Worin liegt der Grund für das "fremdeln" bei Babys?

vom 27.12.2015, 22:59 Uhr

Mit ca. 8-9 Monaten fangen Babys an zu "fremdeln". Das sehe ich zur Zeit gerade bei dem Kleinen meiner Cousine. Das Baby war immer sehr aufgeschlossen allen Menschen gegenüber und bis vor wenigen Tagen hat er auch noch den Nachbarn die Hände entgegen gestreckt. Plötzlich, eigentlich von einem auf dem anderen Tag fremdelt er dermaßen, das er sich sofort an die Mutter klammert, wenn man ihn nehmen will. Das hat er nie gemacht und er hat immer gelacht, wenn man ihn begrüßt hat.

Worin liegt eigentlich der Grund für diese Skepsis fremden Menschen gegenüber? Warum passiert das von einem auf den anderen Tag? Was geschieht bei den Babys, wenn sie plötzlich selbst den Vater, der von der Arbeit kommt nicht mehr akzeptieren und ihm nicht mehr die Arme entgegen strecken? Der Kleine meiner Cousine greift dann sofort in die Klamotten meiner Cousine und krallt sich fest. Liegt er am Boden oder krabbelt durch die Gegend, dann sucht er Schutz bei der Mutter, die den ganzen Tag bei ihm ist.

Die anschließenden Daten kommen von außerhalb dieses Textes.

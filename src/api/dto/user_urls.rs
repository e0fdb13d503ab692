//! DTOs for the per-user URL listing and bulk delete endpoints.

use serde::{Deserialize, Serialize};

/// One URL created by the calling user.
#[derive(Debug, Serialize, Deserialize)]
pub struct UserUrlResponse {
    pub short_url: String,
    pub original_url: String,
}

/// Short codes the calling user wants removed.
///
/// Serialized as a bare JSON array: `["ab12cd34", "ef56gh78"]`.
pub type DeleteUrlsRequest = Vec<String>;
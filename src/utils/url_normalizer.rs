//! URL validation and normalization for submitted long URLs.
//!
//! Duplicate detection compares normalized strings exactly, so two URLs are the
//! same mapping only if they normalize to the same text.

use url::Url;

/// Errors that can occur during URL normalization.
#[derive(Debug, thiserror::Error)]
pub enum UrlNormalizationError {
    #[error("Invalid URL format: {0}")]
    InvalidFormat(String),

    #[error("Only HTTP and HTTPS protocols are allowed")]
    UnsupportedProtocol,

    #[error("URL has no host")]
    MissingHost,
}

/// Normalizes a submitted URL to the form stored as the long URL.
///
/// # Normalization Rules
///
/// 1. Surrounding whitespace is trimmed
/// 2. Only absolute HTTP and HTTPS URLs with a host are accepted
/// 3. Scheme and hostname are lowercased
/// 4. Default ports (80 for HTTP, 443 for HTTPS) are dropped
/// 5. An empty path becomes `/`
/// 6. Path, query and fragment are preserved as-is
///
/// # Errors
///
/// Returns [`UrlNormalizationError::InvalidFormat`] for malformed or relative URLs.
/// Returns [`UrlNormalizationError::UnsupportedProtocol`] for non-HTTP(S) schemes.
/// Returns [`UrlNormalizationError::MissingHost`] if no host is present.
///
/// # Examples
///
/// ```ignore
/// assert_eq!(
///     normalize_url("HTTPS://EXAMPLE.COM:443/Path").unwrap(),
///     "https://example.com/Path"
/// );
/// ```
pub fn normalize_url(input: &str) -> Result<String, UrlNormalizationError> {
    let mut url = Url::parse(input.trim())
        .map_err(|e| UrlNormalizationError::InvalidFormat(e.to_string()))?;

    match url.scheme() {
        "http" | "https" => {}
        _ => return Err(UrlNormalizationError::UnsupportedProtocol),
    }

    let Some(host) = url.host_str() else {
        return Err(UrlNormalizationError::MissingHost);
    };

    // Url lowercases domain hosts already; IP literals and IDNA output pass through.
    let host = host.to_ascii_lowercase();
    url.set_host(Some(&host))
        .map_err(|e| UrlNormalizationError::InvalidFormat(e.to_string()))?;

    if matches!(
        (url.scheme(), url.port()),
        ("http", Some(80)) | ("https", Some(443))
    ) {
        let _ = url.set_port(None);
    }

    Ok(url.to_string())
}
//! Domain layer containing the mapping model and storage contract.
//!
//! # Architecture
//!
//! - [`entities`] - Core data structures
//! - [`repositories`] - Storage trait and error taxonomy
//! - [`delete_event`] - Queued soft-delete request
//! - [`delete_worker`] - Asynchronous delete processing worker
//!
//! # Delete Flow
//!
//! 1. HTTP handler receives `DELETE /api/user/urls`
//! 2. [`delete_event::DeleteRequest`] is sent to an async channel
//! 3. The handler answers `202 Accepted` without waiting
//! 4. [`delete_worker::run_delete_worker`] applies it via
//!    [`repositories::MappingRepository::mark_deleted`]

pub mod delete_event;
pub mod delete_worker;
pub mod entities;
pub mod repositories;
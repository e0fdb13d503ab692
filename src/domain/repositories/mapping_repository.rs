//! Repository trait for short URL mapping storage.

use async_trait::async_trait;

use crate::domain::entities::{NewMapping, StoredUrl, UserId};

/// Errors returned by mapping storage backends.
///
/// [`StoreError::Duplicate`] is a data conflict and never a backend failure.
/// Every other variant is fatal for the request that triggered it.
#[derive(Debug, thiserror::Error)]
pub enum StoreError {
    #[error("short url or long url is already stored")]
    Duplicate,

    #[error("storage file I/O failed: {0}")]
    Io(#[from] std::io::Error),

    #[error("storage document is malformed: {0}")]
    Document(#[from] serde_json::Error),

    #[error("database error: {0}")]
    Database(#[from] sqlx::Error),
}

impl StoreError {
    /// Returns true for the recoverable duplicate condition.
    pub fn is_duplicate(&self) -> bool {
        matches!(self, Self::Duplicate)
    }
}

/// Storage contract shared by the memory, file and PostgreSQL backends.
///
/// All backends enforce the same invariants:
///
/// - `short` is unique across active and deleted mappings and is never reused
/// - `long` is unique across active mappings
/// - every mapping appears exactly once in its owner's index, in insertion order
///
/// # Implementations
///
/// - [`crate::infrastructure::persistence::MemoryMappingRepository`]
/// - [`crate::infrastructure::persistence::FileMappingRepository`]
/// - [`crate::infrastructure::persistence::PgMappingRepository`]
/// - Test mocks available with `cfg(test)`
#[cfg_attr(test, mockall::automock)]
#[async_trait]
pub trait MappingRepository: Send + Sync {
    /// Human-readable backend name used in logs and health output.
    fn backend_name(&self) -> &'static str;

    /// Stores a new active mapping owned by `owner`.
    ///
    /// # Errors
    ///
    /// Returns [`StoreError::Duplicate`] if `short` was ever stored or `long`
    /// is stored on an active mapping. Nothing is modified in that case.
    ///
    /// Returns any other [`StoreError`] on backend failure.
    async fn put(&self, short: &str, long: &str, owner: UserId) -> Result<(), StoreError>;

    /// Looks up a short code.
    ///
    /// Returns `Ok(None)` only if the code was never stored. Deleted mappings
    /// are returned with `deleted = true`.
    async fn get(&self, short: &str) -> Result<Option<StoredUrl>, StoreError>;

    /// Returns the short codes created by `owner`, oldest first.
    ///
    /// An unknown owner yields an empty list.
    async fn list_by_owner(&self, owner: UserId) -> Result<Vec<String>, StoreError>;

    /// Stores several mappings for one owner as a single unit.
    ///
    /// Colliding items are skipped and the rest are stored. If anything was
    /// skipped the call returns [`StoreError::Duplicate`] after the
    /// non-colliding items have been persisted.
    async fn put_batch(&self, items: &[NewMapping], owner: UserId) -> Result<(), StoreError>;

    /// Soft-deletes every listed short that is active and owned by `owner`.
    ///
    /// Shorts that are unknown, already deleted or owned by someone else are
    /// skipped silently.
    async fn mark_deleted(&self, owner: UserId, shorts: &[String]) -> Result<(), StoreError>;

    /// Checks that the backend is reachable.
    async fn ping(&self) -> Result<(), StoreError>;
}
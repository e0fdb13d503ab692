//! Batch shortening coordinator.

use std::collections::HashSet;
use std::sync::Arc;

use serde_json::json;

use crate::domain::entities::{NewMapping, UserId};
use crate::domain::repositories::{MappingRepository, StoreError};
use crate::error::AppError;
use crate::utils::short_code::derive_short;
use crate::utils::url_normalizer::normalize_url;

/// One URL of a batch request, tagged with a caller-chosen correlation id.
#[derive(Debug, Clone, PartialEq, Eq)]
pub struct BatchItem {
    pub correlation_id: String,
    pub long_url: String,
}

impl BatchItem {
    pub fn new(correlation_id: impl Into<String>, long_url: impl Into<String>) -> Self {
        Self {
            correlation_id: correlation_id.into(),
            long_url: long_url.into(),
        }
    }
}

/// Short code assigned to one correlation id.
#[derive(Debug, Clone, PartialEq, Eq)]
pub struct BatchResult {
    pub correlation_id: String,
    pub short: String,
}

/// Outcome of a batch: one result per request item, in request order.
///
/// `duplicate` is set if any item collided with stored data. Colliding items
/// still carry their derived short code.
#[derive(Debug, Clone, PartialEq, Eq)]
pub struct BatchOutcome {
    pub items: Vec<BatchResult>,
    pub duplicate: bool,
}

/// Applies a set of insertions for one owner as a single storage call.
///
/// Duplicates are tolerated and aggregated; any other storage failure aborts
/// the whole batch.
pub struct BatchService<R: MappingRepository + ?Sized> {
    repository: Arc<R>,
}

impl<R: MappingRepository + ?Sized> BatchService<R> {
    pub fn new(repository: Arc<R>) -> Self {
        Self { repository }
    }

    /// Shortens every item of a batch on behalf of `owner`.
    ///
    /// # Validation
    ///
    /// All URLs are validated before storage is touched; one invalid URL
    /// rejects the whole batch.
    ///
    /// # Errors
    ///
    /// Returns [`AppError::Validation`] if any URL is invalid.
    /// Returns [`AppError::Internal`] on storage failures.
    pub async fn shorten_batch(
        &self,
        items: Vec<BatchItem>,
        owner: UserId,
    ) -> Result<BatchOutcome, AppError> {
        let mut results = Vec::with_capacity(items.len());
        let mut mappings = Vec::with_capacity(items.len());
        let mut seen = HashSet::with_capacity(items.len());

        for item in items {
            let long_url = normalize_url(&item.long_url).map_err(|e| {
                AppError::bad_request(
                    "Invalid URL format",
                    json!({
                        "correlation_id": item.correlation_id,
                        "reason": e.to_string(),
                    }),
                )
            })?;
            let short = derive_short(&long_url);

            if seen.insert(short.clone()) {
                mappings.push(NewMapping::new(short.clone(), long_url));
            }

            results.push(BatchResult {
                correlation_id: item.correlation_id,
                short,
            });
        }

        let duplicate = match self.repository.put_batch(&mappings, owner).await {
            Ok(()) => false,
            Err(StoreError::Duplicate) => true,
            Err(e) => return Err(e.into()),
        };

        tracing::debug!(
            owner,
            items = results.len(),
            stored = mappings.len(),
            duplicate,
            "Batch shortened"
        );

        Ok(BatchOutcome {
            items: results,
            duplicate,
        })
    }
}

#[cfg(test)]
mod tests {
    use super::*;
    use crate::domain::repositories::MockMappingRepository;

    #[tokio::test]
    async fn test_batch_returns_short_per_correlation_id() {
        let mut mock_repo = MockMappingRepository::new();
        mock_repo
            .expect_put_batch()
            .withf(|items, owner| items.len() == 2 && *owner == 7)
            .times(1)
            .returning(|_, _| Ok(()));

        let service = BatchService::new(Arc::new(mock_repo));
        let outcome = service
            .shorten_batch(
                vec![
                    BatchItem::new("c1", "https://a.com"),
                    BatchItem::new("c2", "https://b.com"),
                ],
                7,
            )
            .await
            .unwrap();

        assert!(!outcome.duplicate);
        assert_eq!(outcome.items[0].correlation_id, "c1");
        assert_eq!(outcome.items[0].short, derive_short("https://a.com/"));
        assert_eq!(outcome.items[1].short, derive_short("https://b.com/"));
        assert_ne!(outcome.items[0].short, outcome.items[1].short);
    }

    #[tokio::test]
    async fn test_batch_duplicate_still_returns_every_item() {
        let mut mock_repo = MockMappingRepository::new();
        mock_repo
            .expect_put_batch()
            .times(1)
            .returning(|_, _| Err(StoreError::Duplicate));

        let service = BatchService::new(Arc::new(mock_repo));
        let outcome = service
            .shorten_batch(vec![BatchItem::new("c1", "https://a.com")], 7)
            .await
            .unwrap();

        assert!(outcome.duplicate);
        assert_eq!(outcome.items.len(), 1);
    }

    #[tokio::test]
    async fn test_batch_sends_repeated_url_once() {
        let mut mock_repo = MockMappingRepository::new();
        mock_repo
            .expect_put_batch()
            .withf(|items, _| items.len() == 1)
            .times(1)
            .returning(|_, _| Ok(()));

        let service = BatchService::new(Arc::new(mock_repo));
        let outcome = service
            .shorten_batch(
                vec![
                    BatchItem::new("x", "https://a.com"),
                    BatchItem::new("y", "https://A.com/"),
                ],
                1,
            )
            .await
            .unwrap();

        assert_eq!(outcome.items[0].short, outcome.items[1].short);
    }

    #[tokio::test]
    async fn test_batch_invalid_url_rejects_everything() {
        let mut mock_repo = MockMappingRepository::new();
        mock_repo.expect_put_batch().times(0);

        let service = BatchService::new(Arc::new(mock_repo));
        let result = service
            .shorten_batch(
                vec![
                    BatchItem::new("ok", "https://a.com"),
                    BatchItem::new("bad", "nope"),
                ],
                1,
            )
            .await;

        assert!(matches!(result, Err(AppError::Validation { .. })));
    }

    #[tokio::test]
    async fn test_batch_storage_failure_aborts() {
        let mut mock_repo = MockMappingRepository::new();
        mock_repo
            .expect_put_batch()
            .times(1)
            .returning(|_, _| Err(StoreError::Io(std::io::Error::other("boom"))));

        let service = BatchService::new(Arc::new(mock_repo));
        let result = service
            .shorten_batch(vec![BatchItem::new("c1", "https://a.com")], 1)
            .await;

        assert!(matches!(result, Err(AppError::Internal { .. })));
    }
}
//! Top-level router configuration.
//!
//! # Route Structure
//!
//! - `POST /`           - Shorten a plain-text URL
//! - `GET  /ping`       - Storage liveness
//! - `GET  /{short}`    - Short link redirect
//! - `/api/*`           - JSON API
//!
//! # Middleware
//!
//! - **Tracing** - Structured request/response logging
//! - **Compression** - gzip request bodies in, gzip responses out
//! - **User identity** - `user_token` cookie, minted on first visit
//! - **Path normalization** - Trailing slash handling

use crate::api;
use crate::api::handlers::{ping_handler, redirect_handler, shorten_text_handler};
use crate::api::middleware::{compression, tracing, user_token};
use crate::state::AppState;
use axum::routing::{get, post};
use axum::{Router, middleware};
use tower::Layer;
use tower_http::normalize_path::{NormalizePath, NormalizePathLayer};

/// Builds every route with its middleware, without path normalization.
///
/// Suitable for in-process testing; servers should use [`app_router`].
pub fn app_routes(state: AppState) -> Router {
    Router::new()
        .route("/", post(shorten_text_handler))
        .route("/ping", get(ping_handler))
        .route("/{short}", get(redirect_handler))
        .nest("/api", api::routes::api_routes())
        .layer(middleware::from_fn_with_state(
            state.clone(),
            user_token::layer,
        ))
        .layer(compression::request_layer())
        .layer(compression::response_layer())
        .with_state(state)
        .layer(tracing::layer())
}

/// Constructs the application router with all routes and middleware.
pub fn app_router(state: AppState) -> NormalizePath<Router> {
    NormalizePathLayer::trim_trailing_slash().layer(app_routes(state))
}
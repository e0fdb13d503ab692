//! Handlers for the caller's own URLs.

use axum::{
    Extension, Json,
    extract::State,
    http::StatusCode,
    response::{IntoResponse, Response},
};
use tokio::sync::mpsc::error::TrySendError;
use tracing::{debug, warn};

use crate::api::dto::user_urls::{DeleteUrlsRequest, UserUrlResponse};
use crate::api::extract::ApiJson;
use crate::api::middleware::CurrentUser;
use crate::domain::delete_event::DeleteRequest;
use crate::error::AppError;
use crate::state::AppState;

/// Lists every URL the caller has shortened, oldest first.
///
/// # Endpoint
///
/// `GET /api/user/urls`
///
/// # Response
///
/// ```json
/// [
///   { "short_url": "http://localhost:8080/Ab3_x9Qz", "original_url": "https://example.com/" }
/// ]
/// ```
///
/// Returns **204 No Content** when the caller has no URLs yet.
pub async fn user_urls_handler(
    State(state): State<AppState>,
    Extension(CurrentUser(owner)): Extension<CurrentUser>,
) -> Result<Response, AppError> {
    let urls = state.link_service.list_user_urls(owner).await?;

    if urls.is_empty() {
        return Ok(StatusCode::NO_CONTENT.into_response());
    }

    let response: Vec<UserUrlResponse> = urls
        .into_iter()
        .map(|url| UserUrlResponse {
            short_url: state.link_service.short_url(&url.short),
            original_url: url.long_url,
        })
        .collect();

    Ok(Json(response).into_response())
}

/// Soft-deletes some of the caller's URLs in the background.
///
/// # Endpoint
///
/// `DELETE /api/user/urls`
///
/// # Request Body
///
/// ```json
/// ["Ab3_x9Qz", "Q0f-Lm2a"]
/// ```
///
/// # Delete Semantics
///
/// Responds **202 Accepted** as soon as the request is queued. Codes the
/// caller does not own are ignored by the worker. If the queue is full the
/// request is dropped with a warning; the caller is not told.
pub async fn delete_user_urls_handler(
    State(state): State<AppState>,
    Extension(CurrentUser(owner)): Extension<CurrentUser>,
    ApiJson(shorts): ApiJson<DeleteUrlsRequest>,
) -> StatusCode {
    let request = DeleteRequest::new(owner, shorts);
    if request.is_empty() {
        return StatusCode::ACCEPTED;
    }

    let count = request.shorts.len();
    match state.delete_sender.try_send(request) {
        Ok(()) => debug!(owner, count, "Delete request queued"),
        Err(TrySendError::Full(_)) => {
            warn!(owner, count, "Delete queue is full, dropping request")
        }
        Err(TrySendError::Closed(_)) => {
            warn!(owner, count, "Delete worker is gone, dropping request")
        }
    }

    StatusCode::ACCEPTED
}
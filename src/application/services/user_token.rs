//! Stateless user identity tokens.

use hmac::{Hmac, Mac};
use sha2::Sha256;

use crate::domain::entities::UserId;

type HmacSha256 = Hmac<Sha256>;

const USER_ID_LEN: usize = 4;
const SIGNATURE_LEN: usize = 32;

/// Length in bytes of a decoded token.
pub const TOKEN_BYTES: usize = USER_ID_LEN + SIGNATURE_LEN;

/// Encodes user ids into tamper-evident bearer tokens and back.
///
/// A token is `hex(big_endian(user_id) || HMAC-SHA256(secret, big_endian(user_id)))`,
/// 72 hex characters in total. Nothing is stored server-side: a token is valid
/// exactly as long as the secret it was minted under stays configured.
#[derive(Clone)]
pub struct UserTokenCodec {
    mac: HmacSha256,
}

impl UserTokenCodec {
    /// Creates a codec keyed with `secret`.
    pub fn new(secret: impl AsRef<[u8]>) -> Self {
        let mac =
            HmacSha256::new_from_slice(secret.as_ref()).expect("HMAC accepts any key length");
        Self { mac }
    }

    /// Draws a fresh random user id and returns it with its token.
    pub fn mint(&self) -> (UserId, String) {
        let user_id = rand::random::<UserId>();
        (user_id, self.mint_for(user_id))
    }

    /// Returns the token for a known user id.
    pub fn mint_for(&self, user_id: UserId) -> String {
        let id_bytes = user_id.to_be_bytes();

        let mut mac = self.mac.clone();
        mac.update(&id_bytes);
        let signature = mac.finalize().into_bytes();

        let mut token = Vec::with_capacity(TOKEN_BYTES);
        token.extend_from_slice(&id_bytes);
        token.extend_from_slice(&signature);
        hex::encode(token)
    }

    /// Returns the user id carried by `token` if its signature checks out.
    ///
    /// Malformed hex, a wrong length and a bad signature all yield `None`.
    /// The signature comparison is constant-time.
    pub fn verify(&self, token: &str) -> Option<UserId> {
        let data = hex::decode(token).ok()?;
        if data.len() != TOKEN_BYTES {
            return None;
        }

        let (id_bytes, signature) = data.split_at(USER_ID_LEN);

        let mut mac = self.mac.clone();
        mac.update(id_bytes);
        mac.verify_slice(signature).ok()?;

        let id_bytes: [u8; USER_ID_LEN] = id_bytes.try_into().ok()?;
        Some(UserId::from_be_bytes(id_bytes))
    }
}

impl std::fmt::Debug for UserTokenCodec {
    fn fmt(&self, f: &mut std::fmt::Formatter<'_>) -> std::fmt::Result {
        f.debug_struct("UserTokenCodec").finish_non_exhaustive()
    }
}

#[cfg(test)]
mod tests {
    use super::*;

    fn codec() -> UserTokenCodec {
        UserTokenCodec::new("test-user-token-secret")
    }

    #[test]
    fn test_minted_token_verifies_to_same_id() {
        let codec = codec();

        for _ in 0..32 {
            let (user_id, token) = codec.mint();
            assert_eq!(codec.verify(&token), Some(user_id));
        }
    }

    #[test]
    fn test_token_layout() {
        let token = codec().mint_for(0x0102_0304);

        assert_eq!(token.len(), TOKEN_BYTES * 2);
        assert!(token.starts_with("01020304"));
        assert!(token.chars().all(|c| c.is_ascii_hexdigit()));
    }

    #[test]
    fn test_mint_for_is_deterministic() {
        let codec = codec();
        assert_eq!(codec.mint_for(42), codec.mint_for(42));
        assert_ne!(codec.mint_for(42), codec.mint_for(43));
    }

    #[test]
    fn test_any_flipped_bit_is_rejected() {
        let codec = codec();
        let token = codec.mint_for(7);
        let bytes = hex::decode(&token).unwrap();

        for i in 0..bytes.len() {
            for bit in 0..8 {
                let mut tampered = bytes.clone();
                tampered[i] ^= 1 << bit;
                assert_eq!(codec.verify(&hex::encode(&tampered)), None);
            }
        }
    }

    #[test]
    fn test_malformed_tokens_are_rejected() {
        let codec = codec();
        let token = codec.mint_for(7);

        assert_eq!(codec.verify(""), None);
        assert_eq!(codec.verify("not-hex"), None);
        assert_eq!(codec.verify("0000"), None);
        assert_eq!(codec.verify(&token[..token.len() - 2]), None);
        assert_eq!(codec.verify(&format!("{token}00")), None);
        assert_eq!(codec.verify(&token[1..]), None);
    }

    #[test]
    fn test_secret_scopes_validity() {
        let first = UserTokenCodec::new("secret-a");
        let second = UserTokenCodec::new("secret-b");

        let token = first.mint_for(99);
        assert_eq!(first.verify(&token), Some(99));
        assert_eq!(second.verify(&token), None);
    }

    #[test]
    fn test_uppercase_hex_is_accepted() {
        let codec = codec();
        let token = codec.mint_for(5).to_uppercase();
        assert_eq!(codec.verify(&token), Some(5));
    }
}
//! Shared application state injected into every handler.

use std::sync::Arc;

use tokio::sync::mpsc;

use crate::application::services::{BatchService, LinkService, UserTokenCodec};
use crate::domain::delete_event::DeleteRequest;
use crate::domain::repositories::MappingRepository;

/// Storage backend selected at startup.
pub type DynRepository = dyn MappingRepository;

#[derive(Clone)]
pub struct AppState {
    pub repository: Arc<DynRepository>,
    pub link_service: Arc<LinkService<DynRepository>>,
    pub batch_service: Arc<BatchService<DynRepository>>,
    pub token_codec: Arc<UserTokenCodec>,
    pub delete_sender: mpsc::Sender<DeleteRequest>,
}

impl AppState {
    /// Wires the services around one storage backend.
    pub fn new(
        repository: Arc<DynRepository>,
        base_url: impl Into<String>,
        token_codec: UserTokenCodec,
        delete_sender: mpsc::Sender<DeleteRequest>,
    ) -> Self {
        Self {
            link_service: Arc::new(LinkService::new(repository.clone(), base_url)),
            batch_service: Arc::new(BatchService::new(repository.clone())),
            repository,
            token_codec: Arc::new(token_codec),
            delete_sender,
        }
    }
}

Meine Cousine meint, dass es wirklich von einem auf den anderen Tag passiert ist, als ob er in der Nacht etwas schreckliches erlebt hat. Aber sie hat auch viel gelesen, dass es in dem Alter normal ist. Angeblich würde das bedeuten, dass das Kind nun reifer wird. Aber wir verstehen nicht, dass er selbst Bezugspersonen, die vielleicht nur 3-4 mal die Woche bei ihm sind nicht mehr zu mögen scheint. Was passiert da? Warum fremdeln Babys?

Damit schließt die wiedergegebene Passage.